On se tromperait grandement si l’on voulait se faire une idée de cette exposition dramatique d’après nos scènes modernes ; car les farces grossières de Thespis différaient moins des tragédies d’Euripide, représentées sur le théâtre d’Athènes avec toute la magnificence des décors et toute la pompe des costumes. Il n’y avait pas ici de scène, de théâtre, de changement de décorations, de parterre, de loges, de galeries, de pourtour ; et ce qui pouvait consoler la pauvre Écosse de ces privations, c’est qu’on n’exigeait à la porte aucune rétribution. Ainsi que dans les proverbes du magnanime Bottom[1], les acteurs avaient pour théâtre un tapis de verdure, et un buisson d’aubépine servait à former une salle de repos et de répétition ; les spectateurs étaient assis sur les gradins qu’on avait élevés autour de trois côtés du terrain choisi ; le quatrième était libre pour l’entrée et la sortie des acteurs. Le chambellan, comme le personnage le plus important de l’endroit, se trouvait placé au milieu de ce public bienveillant. Tous respiraient la joie et l’admiration, et par conséquent tous étaient sourds à la critique.

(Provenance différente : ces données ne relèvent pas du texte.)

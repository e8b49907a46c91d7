use std::collections::HashSet;

use chrono::{DateTime, Utc};
use serde::{Deserialize, Serialize};
use uuid::Uuid;

use super::user::{MemberSummary, OwnerSummary};

/// Project lifecycle status, closed set.
#[derive(Debug, Clone, Copy, PartialEq, Eq, Serialize, Deserialize)]
#[serde(rename_all = "SCREAMING_SNAKE_CASE")]
pub enum ProjectStatus {
    NotStarted,
    InProgress,
    OnHold,
    Completed,
}

impl ProjectStatus {
    pub fn as_str(&self) -> &'static str {
        match self {
            ProjectStatus::NotStarted => "NOT_STARTED",
            ProjectStatus::InProgress => "IN_PROGRESS",
            ProjectStatus::OnHold => "ON_HOLD",
            ProjectStatus::Completed => "COMPLETED",
        }
    }
}

impl std::str::FromStr for ProjectStatus {
    type Err = String;

    fn from_str(s: &str) -> Result<Self, Self::Err> {
        match s {
            "NOT_STARTED" => Ok(ProjectStatus::NotStarted),
            "IN_PROGRESS" => Ok(ProjectStatus::InProgress),
            "ON_HOLD" => Ok(ProjectStatus::OnHold),
            "COMPLETED" => Ok(ProjectStatus::Completed),
            other => Err(format!("unknown project status: {}", other)),
        }
    }
}

/// Project record as persisted. `members` is a true set: no duplicates, order
/// irrelevant, and it may or may not contain the owner. `version` is bumped on
/// every successful update and guards against concurrent writers.
#[derive(Debug, Clone)]
pub struct Project {
    pub id: Uuid,
    pub name: String,
    pub description: String,
    pub status: ProjectStatus,
    pub owner_id: Uuid,
    pub members: HashSet<Uuid>,
    pub version: i64,
    pub created_at: DateTime<Utc>,
    pub updated_at: DateTime<Utc>,
}

impl Project {
    pub fn is_owner(&self, user_id: Uuid) -> bool {
        self.owner_id == user_id
    }

    pub fn is_member(&self, user_id: Uuid) -> bool {
        self.members.contains(&user_id)
    }
}

/// Input for project creation. Ownership is fixed here and never reassigned.
#[derive(Debug, Clone)]
pub struct NewProject {
    pub name: String,
    pub description: String,
    pub owner_id: Uuid,
    pub members: HashSet<Uuid>,
}

/// Partial update payload for PUT /projects/:id. Absent fields are left
/// untouched (merge semantics); an absent `members` list leaves membership
/// alone rather than clearing it.
#[derive(Debug, Clone, Default, Deserialize)]
pub struct ProjectPatch {
    pub name: Option<String>,
    pub description: Option<String>,
    pub status: Option<ProjectStatus>,
    pub members: Option<Vec<Uuid>>,
}

/// Project shape for list responses: scalar fields plus the owner summary.
#[derive(Debug, Clone, Serialize)]
#[serde(rename_all = "camelCase")]
pub struct ProjectListItem {
    pub id: Uuid,
    pub name: String,
    pub description: String,
    pub status: ProjectStatus,
    pub owner: OwnerSummary,
    pub version: i64,
    pub created_at: DateTime<Utc>,
    pub updated_at: DateTime<Utc>,
}

/// Project shape for single-project responses: owner plus member summaries.
#[derive(Debug, Clone, Serialize)]
#[serde(rename_all = "camelCase")]
pub struct ProjectDetail {
    pub id: Uuid,
    pub name: String,
    pub description: String,
    pub status: ProjectStatus,
    pub owner: OwnerSummary,
    pub members: Vec<MemberSummary>,
    pub version: i64,
    pub created_at: DateTime<Utc>,
    pub updated_at: DateTime<Utc>,
}
// Declare handler modules - each file contains one route handler
pub mod create; // POST /projects
pub mod delete; // DELETE /projects/:id
pub mod get;    // GET /projects/:id
pub mod list;   // GET /projects
pub mod update; // PUT /projects/:id

pub use create::project_post;
pub use delete::project_delete;
pub use get::project_get;
pub use list::project_list;
pub use update::project_put;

Les personnages qui paraissaient et disparaissaient successivement devant ces auditeurs charmés étaient les mêmes qu’on offre sur la scène dans le premier âge de toutes les nations : des vieillards trompés par leurs femmes et par leurs filles, pillés par leurs fils, et dupés par leurs domestiques ; un capitaine fanfaron, un vendeur de pardons, servile et curieux, un grossier campagnard,

  1. Songe d’une nuit d’été, Shakspeare.